A common technique when running applications powered by relational databases like Postgres, MySQL, and SQL Server is offloading read operations to readonly replicas 1, helping to distribute load between more nodes in the system by re-routing queries that don’t need to run on the primary. These databases are traditionally single master, so writes have to go to the primary that’s leading the cluster, but reads can go to any replica as long as it’s reasonably current.
Spreading load across more servers is good, and the pattern shows itself to be even more useful when considering that although write operations might be numerous, most of them have predictable performance – they’re often inserting, updating, or deleting just a single record. Reads on the other hand are often more elaborate, and by extension, more expensive.
Even as part of a normal application’s workload (barring analytical queries that can be even more complex), we might join on two or three different tables in order to perform an eager load, or even just have to read out a few dozen rows to accurately render a response. A mature application might execute hundreds of queries to fulfill even a single request, and farming these out to replicas would yield huge benefits in reducing pressure on the primary.
Running reads on replicas is a pretty good high-impact and low-effort win for scalability, but it’s not without its challenges. The technique introduces the possibility of stale reads that occur when an application reads from replica before that replica has received relevant updates that have been committed to the primary. A user might update some key details, and then go to view their changes and see stale data representing the pre-update state.

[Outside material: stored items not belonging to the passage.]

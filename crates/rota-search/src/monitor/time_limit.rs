// Copyright (c) 2025 Felix Kahle.
//
// Permission is hereby granted, free of charge, to any person obtaining
// a copy of this software and associated documentation files (the
// "Software"), to deal in the Software without restriction, including
// without limitation the rights to use, copy, modify, merge, publish,
// distribute, sublicense, and/or sell copies of the Software, and to
// permit persons to whom the Software is furnished to do so, subject to
// the following conditions:
//
// The above copyright notice and this permission notice shall be
// included in all copies or substantial portions of the Software.
//
// THE SOFTWARE IS PROVIDED "AS IS", WITHOUT WARRANTY OF ANY KIND,
// EXPRESS OR IMPLIED, INCLUDING BUT NOT LIMITED TO THE WARRANTIES OF
// MERCHANTABILITY, FITNESS FOR A PARTICULAR PURPOSE AND
// NONINFRINGEMENT. IN NO EVENT SHALL THE AUTHORS OR COPYRIGHT HOLDERS BE
// LIABLE FOR ANY CLAIM, DAMAGES OR OTHER LIABILITY, WHETHER IN AN ACTION
// OF CONTRACT, TORT OR OTHERWISE, ARISING FROM, OUT OF OR IN CONNECTION
// WITH THE SOFTWARE OR THE USE OR OTHER DEALINGS IN THE SOFTWARE.

//! # Time Limit Monitor
//!
//! A lightweight monitor that enforces a wall-clock time budget on the
//! search. It periodically checks elapsed time (using a bitmask-based step
//! filter) and requests termination once the configured `Duration` has been
//! exceeded.
//!
//! ## Motivation
//!
//! Exact search can be compute-intensive, and a rota request must come back
//! within a predictable budget. This monitor caps runtime without paying for
//! a clock read at every step: with the default mask (`0x3FFF`) the clock is
//! consulted approximately every 16,384 steps, so expiry is detected within
//! a bounded grace period.

use crate::monitor::search_monitor::{SearchCommand, SearchMonitor};
use rota_model::{model::Model, solution::Solution};

#[derive(Debug, Clone, PartialEq, Eq)]
pub struct TimeLimitMonitor {
    clock_check_mask: u64,
    steps: u64,
    time_limit: std::time::Duration,
    start_time: std::time::Instant,
}

impl TimeLimitMonitor {
    /// Default mask: Check every 16,384 steps (2^14).
    /// 16384 - 1 = 16383 = 0x3FFF
    const DEFAULT_STEP_CLOCK_CHECK_MASK: u64 = 0x3FFF;

    #[inline]
    pub fn new(time_limit: std::time::Duration) -> Self {
        Self {
            clock_check_mask: Self::DEFAULT_STEP_CLOCK_CHECK_MASK,
            steps: 0,
            time_limit,
            start_time: std::time::Instant::now(),
        }
    }

    #[inline]
    pub fn with_clock_check_mask(time_limit: std::time::Duration, clock_check_mask: u64) -> Self {
        Self {
            clock_check_mask,
            steps: 0,
            time_limit,
            start_time: std::time::Instant::now(),
        }
    }
}

impl SearchMonitor for TimeLimitMonitor {
    fn name(&self) -> &str {
        "TimeLimitMonitor"
    }

    fn on_enter_search(&mut self, _model: &Model) {
        self.start_time = std::time::Instant::now();
        self.steps = 0;
    }

    fn on_exit_search(&mut self) {}

    fn on_solution_found(&mut self, _solution: &Solution) {}

    #[inline(always)]
    fn on_step(&mut self) {
        self.steps = self.steps.wrapping_add(1);
    }

    #[inline(always)]
    fn search_command(&self) -> SearchCommand {
        if (self.steps & self.clock_check_mask) == 0 && self.start_time.elapsed() >= self.time_limit
        {
            return SearchCommand::Terminate("time limit reached".to_string());
        }
        SearchCommand::Continue
    }
}

#[cfg(test)]
mod tests {
    use super::*;
    use std::time::{Duration, Instant};

    fn new_monitor_with_limit(ms: u64) -> TimeLimitMonitor {
        TimeLimitMonitor::new(Duration::from_millis(ms))
    }

    #[test]
    fn test_default_mask_is_power_of_two_minus_one() {
        assert_eq!(TimeLimitMonitor::DEFAULT_STEP_CLOCK_CHECK_MASK, 0x3FFF);
    }

    #[test]
    fn test_search_command_terminates_after_time_limit_when_mask_condition_met() {
        let mut mon = new_monitor_with_limit(10);
        // Make elapsed exceed limit by setting start_time sufficiently in the past.
        mon.start_time = Instant::now() - Duration::from_millis(50);

        // steps = 0 => (steps & mask) == 0, so clock check runs
        mon.steps = 0;
        match mon.search_command() {
            SearchCommand::Terminate(msg) => {
                assert!(msg.contains("time limit"), "unexpected message: {msg}");
            }
            other => panic!("expected Terminate, got {:?}", other),
        }
    }

    #[test]
    fn test_search_command_continues_when_mask_condition_not_met_even_if_time_exceeded() {
        let mut mon = new_monitor_with_limit(1);
        mon.start_time = Instant::now() - Duration::from_millis(50);

        // With default mask 0x3FFF, any nonzero steps with low bits set will skip the check.
        mon.steps = 1; // 1 & 0x3FFF != 0
        match mon.search_command() {
            SearchCommand::Continue => {}
            other => panic!("expected Continue, got {:?}", other),
        }
    }

    #[test]
    fn test_search_command_respects_custom_mask_zero_always_checks() {
        let mut mon = TimeLimitMonitor::with_clock_check_mask(Duration::from_millis(1), 0);
        // If mask is 0, (steps & mask) == 0 is always true, so we always check the clock.
        mon.start_time = Instant::now() - Duration::from_millis(50);

        mon.steps = 12345;
        match mon.search_command() {
            SearchCommand::Terminate(_) => {}
            other => panic!("expected Terminate due to exceeded time, got {:?}", other),
        }
    }

    #[test]
    fn test_search_command_continues_before_time_limit_when_mask_condition_met() {
        let mut mon = new_monitor_with_limit(1000);
        mon.start_time = Instant::now();
        mon.steps = 0; // check will run

        match mon.search_command() {
            SearchCommand::Continue => {}
            other => panic!("expected Continue, got {:?}", other),
        }
    }

    #[test]
    fn test_on_step_increments_steps_wrapping() {
        let mut mon = new_monitor_with_limit(1000);
        let before = mon.steps;
        mon.on_step();
        assert_eq!(mon.steps, before.wrapping_add(1));

        // Simulate near-overflow boundary
        mon.steps = u64::MAX;
        mon.on_step();
        assert_eq!(mon.steps, 0); // wrapping_add semantics
    }

    #[test]
    fn test_mask_condition_triggers_every_2_pow_k_steps() {
        // With mask = 0x3 (binary 11), the check should happen when low 2 bits are zero,
        // i.e., at steps that are multiples of 4: 0,4,8,12,...
        let mut mon = TimeLimitMonitor::with_clock_check_mask(Duration::from_secs(3600), 0x3);
        mon.start_time = Instant::now();

        // Steps where (steps & 0x3) == 0 run the check; the limit is huge, so Continue.
        for s in [0u64, 4, 8, 12, 16, 20] {
            mon.steps = s;
            match mon.search_command() {
                SearchCommand::Continue => {}
                other => panic!("expected Continue for steps={s}, got {:?}", other),
            }
        }

        // Steps where (steps & 0x3) != 0 skip the check entirely and continue as well.
        for s in [1u64, 2, 3, 5, 6, 7, 9, 10, 11] {
            mon.steps = s;
            match mon.search_command() {
                SearchCommand::Continue => {}
                other => panic!("expected Continue for steps={s}, got {:?}", other),
            }
        }
    }
}
// Copyright (c) 2025 Felix Kahle.
//
// Permission is hereby granted, free of charge, to any person obtaining
// a copy of this software and associated documentation files (the
// "Software"), to deal in the Software without restriction, including
// without limitation the rights to use, copy, modify, merge, publish,
// distribute, sublicense, and/or sell copies of the Software, and to
// permit persons to whom the Software is furnished to do so, subject to
// the following conditions:
//
// The above copyright notice and this permission notice shall be
// included in all copies or substantial portions of the Software.
//
// THE SOFTWARE IS PROVIDED "AS IS", WITHOUT WARRANTY OF ANY KIND,
// EXPRESS OR IMPLIED, INCLUDING BUT NOT LIMITED TO THE WARRANTIES OF
// MERCHANTABILITY, FITNESS FOR A PARTICULAR PURPOSE AND
// NONINFRINGEMENT. IN NO EVENT SHALL THE AUTHORS OR COPYRIGHT HOLDERS BE
// LIABLE FOR ANY CLAIM, DAMAGES OR OTHER LIABILITY, WHETHER IN AN ACTION
// OF CONTRACT, TORT OR OTHERWISE, ARISING FROM, OUT OF OR IN CONNECTION
// WITH THE SOFTWARE OR THE USE OR OTHER DEALINGS IN THE SOFTWARE.

use crate::{
    branching::decision::{Decision, DecisionBuilder},
    state::SearchState,
};
use rota_model::{
    index::{DayIndex, StaffIndex},
    model::Model,
};

/// Branches on the first unbound variable in day-major order, trying the
/// on-duty polarity first.
///
/// Filling the horizon day by day lets the coverage constraint of each day
/// close early, which keeps propagation cascades short. The traversal is
/// fully deterministic, so two runs over the same model take the same path
/// and return the same solution.
#[derive(Debug, Clone, Copy, Default, PartialEq, Eq)]
pub struct ChronologicalBuilder;

impl ChronologicalBuilder {
    /// Creates the builder.
    #[inline]
    pub fn new() -> Self {
        Self
    }
}

impl DecisionBuilder for ChronologicalBuilder {
    fn name(&self) -> &str {
        "ChronologicalBuilder"
    }

    fn next_decision(&mut self, model: &Model, state: &SearchState) -> Option<Decision> {
        for day in 0..model.num_days() {
            for staff in 0..model.num_staff() {
                let var = model.var_index(StaffIndex::new(staff), DayIndex::new(day));
                if !state.is_assigned(var) {
                    return Some(Decision::new(var, true));
                }
            }
        }
        None
    }
}

#[cfg(test)]
mod tests {
    use super::*;
    use chrono::NaiveDate;
    use rota_model::calendar::CalendarBuilder;
    use rota_model::config::ScheduleConfig;
    use rota_model::model::ModelBuilder;
    use rota_model::roster::{Roster, RosterEntry};

    fn date(y: i32, m: u32, d: u32) -> NaiveDate {
        NaiveDate::from_ymd_opt(y, m, d).unwrap()
    }

    fn model() -> rota_model::model::Model {
        let calendar = CalendarBuilder::new(date(2025, 7, 1), date(2025, 7, 2))
            .build()
            .unwrap();
        let roster = Roster::from_entries(&[
            RosterEntry::new("A", "cardiology"),
            RosterEntry::new("B", "neurology"),
        ])
        .unwrap();
        let config = ScheduleConfig::new(0, 4, 1).with_specialty_exclusivity(false);
        ModelBuilder::new(&calendar, &roster, &config).build().unwrap()
    }

    #[test]
    fn test_day_major_order_duty_first() {
        let model = model();
        let mut state = SearchState::new(&model);
        let mut builder = ChronologicalBuilder::new();

        let first = builder.next_decision(&model, &state).unwrap();
        assert_eq!(
            first.var(),
            model.var_index(StaffIndex::new(0), DayIndex::new(0))
        );
        assert!(first.value());

        // Binding the first staff member moves the choice to the second
        // member of the same day, not the next day.
        state.bind(&model, first.var(), false);
        let second = builder.next_decision(&model, &state).unwrap();
        assert_eq!(
            second.var(),
            model.var_index(StaffIndex::new(1), DayIndex::new(0))
        );
    }

    #[test]
    fn test_returns_none_when_complete() {
        let model = model();
        let mut state = SearchState::new(&model);
        let mut builder = ChronologicalBuilder::new();

        for var in 0..model.num_vars() {
            state.bind(&model, rota_model::index::VarIndex::new(var), false);
        }
        assert!(builder.next_decision(&model, &state).is_none());
    }
}
// Copyright (c) 2025 Felix Kahle.
//
// Permission is hereby granted, free of charge, to any person obtaining
// a copy of this software and associated documentation files (the
// "Software"), to deal in the Software without restriction, including
// without limitation the rights to use, copy, modify, merge, publish,
// distribute, sublicense, and/or sell copies of the Software, and to
// permit persons to whom the Software is furnished to do so, subject to
// the following conditions:
//
// The above copyright notice and this permission notice shall be
// included in all copies or substantial portions of the Software.
//
// THE SOFTWARE IS PROVIDED "AS IS", WITHOUT WARRANTY OF ANY KIND,
// EXPRESS OR IMPLIED, INCLUDING BUT NOT LIMITED TO THE WARRANTIES OF
// MERCHANTABILITY, FITNESS FOR A PARTICULAR PURPOSE AND
// NONINFRINGEMENT. IN NO EVENT SHALL THE AUTHORS OR COPYRIGHT HOLDERS BE
// LIABLE FOR ANY CLAIM, DAMAGES OR OTHER LIABILITY, WHETHER IN AN ACTION
// OF CONTRACT, TORT OR OTHERWISE, ARISING FROM, OUT OF OR IN CONNECTION
// WITH THE SOFTWARE OR THE USE OR OTHER DEALINGS IN THE SOFTWARE.

//! # Strongly Typed Indices (Zero-Cost)
//!
//! Phantom-typed wrappers around `usize` to prevent mixing indices from
//! different domains (e.g., staff vs. days vs. decision variables).
//! `TypedIndex<T>` carries a tag type `T: TypedIndexTag` that encodes intent
//! at the type level, while compiling down to a transparent `usize` (no
//! runtime overhead).
//!
//! ## Motivation
//!
//! A rota model juggles several index spaces at once: staff members, calendar
//! days, flattened decision variables, and constraint rows. Raw `usize`
//! invites accidental swaps and hard-to-trace bugs. Phantom-tagged indices
//! provide compile-time guarantees with minimal ceremony.
//!
//! ## Usage
//!
//! ```rust
//! use rota_core::utils::index::{TypedIndex, TypedIndexTag};
//!
//! #[derive(Clone, Copy, PartialEq, Eq, PartialOrd, Ord, Hash, Debug)]
//! struct StaffTag;
//! impl TypedIndexTag for StaffTag { const NAME: &'static str = "StaffIndex"; }
//!
//! type StaffIndex = TypedIndex<StaffTag>;
//! let s = StaffIndex::new(3);
//! assert_eq!(s.get(), 3);
//! assert_eq!(format!("{}", s), "StaffIndex(3)");
//! ```

/// A trait to tag typed indices with a name for debugging and display purposes.
pub trait TypedIndexTag: Clone {
    const NAME: &'static str;
}

/// A strongly typed index that is associated with a specific tag type `T`.
///
/// This struct wraps a `usize` index and uses a phantom type parameter `T`
/// to provide type safety and prevent mixing indices of different types.
///
/// # Examples
///
/// ```rust
/// # use rota_core::utils::index::{TypedIndex, TypedIndexTag};
///
/// #[derive(Clone, Copy, PartialEq, Eq, PartialOrd, Ord, Hash, Debug)]
/// struct DayTag;
///
/// impl TypedIndexTag for DayTag {
///    const NAME: &'static str = "DayIndex";
/// }
///
/// type DayIndex = TypedIndex<DayTag>;
///
/// let index = DayIndex::new(5);
/// assert_eq!(index.get(), 5);
/// ```
#[repr(transparent)]
#[derive(Clone, Copy, PartialEq, Eq, PartialOrd, Ord, Hash)]
pub struct TypedIndex<T> {
    index: usize,
    _marker: std::marker::PhantomData<T>,
}

impl<T> TypedIndex<T> {
    /// Creates a new `TypedIndex` with the given `usize` index.
    #[inline(always)]
    pub const fn new(index: usize) -> Self {
        Self {
            index,
            _marker: std::marker::PhantomData,
        }
    }

    /// Returns the underlying `usize` index.
    #[inline(always)]
    pub const fn get(&self) -> usize {
        self.index
    }

    /// Returns `true` if the underlying index is zero.
    #[inline(always)]
    pub const fn is_zero(&self) -> bool {
        self.index == 0
    }
}

impl<T> std::fmt::Display for TypedIndex<T>
where
    T: TypedIndexTag,
{
    fn fmt(&self, f: &mut std::fmt::Formatter<'_>) -> std::fmt::Result {
        write!(f, "{}({})", T::NAME, self.index)
    }
}

impl<T> std::fmt::Debug for TypedIndex<T>
where
    T: TypedIndexTag,
{
    fn fmt(&self, f: &mut std::fmt::Formatter<'_>) -> std::fmt::Result {
        write!(f, "{}({})", T::NAME, self.index)
    }
}

impl<T> From<usize> for TypedIndex<T> {
    #[inline(always)]
    fn from(index: usize) -> Self {
        Self::new(index)
    }
}

impl<T> From<TypedIndex<T>> for usize {
    #[inline(always)]
    fn from(index: TypedIndex<T>) -> Self {
        index.get()
    }
}

impl<T> std::ops::Add<usize> for TypedIndex<T> {
    type Output = Self;

    #[inline(always)]
    fn add(self, rhs: usize) -> Self::Output {
        Self::new(self.index + rhs)
    }
}

impl<T> std::ops::AddAssign<usize> for TypedIndex<T> {
    #[inline(always)]
    fn add_assign(&mut self, rhs: usize) {
        self.index += rhs;
    }
}

impl<T> std::ops::Sub<usize> for TypedIndex<T> {
    type Output = Self;

    #[inline(always)]
    fn sub(self, rhs: usize) -> Self::Output {
        Self::new(self.index - rhs)
    }
}

#[cfg(test)]
mod tests {
    use super::*;

    #[derive(Clone, Copy, PartialEq, Eq, PartialOrd, Ord, Hash, Debug)]
    struct TestTag;

    impl TypedIndexTag for TestTag {
        const NAME: &'static str = "TestIndex";
    }

    type TestIndex = TypedIndex<TestTag>;

    #[test]
    fn test_new_and_get_roundtrip() {
        let index = TestIndex::new(42);
        assert_eq!(index.get(), 42);
        assert!(!index.is_zero());
        assert!(TestIndex::new(0).is_zero());
    }

    #[test]
    fn test_display_and_debug_use_tag_name() {
        let index = TestIndex::new(7);
        assert_eq!(format!("{}", index), "TestIndex(7)");
        assert_eq!(format!("{:?}", index), "TestIndex(7)");
    }

    #[test]
    fn test_conversions_to_and_from_usize() {
        let index: TestIndex = 9usize.into();
        assert_eq!(index.get(), 9);
        let raw: usize = index.into();
        assert_eq!(raw, 9);
    }

    #[test]
    fn test_arithmetic_with_usize() {
        let mut index = TestIndex::new(3);
        assert_eq!((index + 2).get(), 5);
        assert_eq!((index - 1).get(), 2);
        index += 4;
        assert_eq!(index.get(), 7);
    }

    #[test]
    fn test_ordering_follows_underlying_index() {
        let a = TestIndex::new(1);
        let b = TestIndex::new(2);
        assert!(a < b);
        assert_eq!(a.max(b), b);
    }
}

Stale reads are a race condition. Modern databases operating over low latency connections can keep replicas trailing their primary very closely, and probably spend most of their time less than a second out of date. Even systems using read replicas without any techniques for mitigating stale reads will produce correct results most of the time.
But as software engineers interested in building bulletproof systems, “most of the time” isn’t good enough, and we can do better. Let’s take a look at a technique to make sure that stale reads never occur. We’ll use Postgres’s own understanding of its replication state and some in-application intelligence around connection management to accomplish it.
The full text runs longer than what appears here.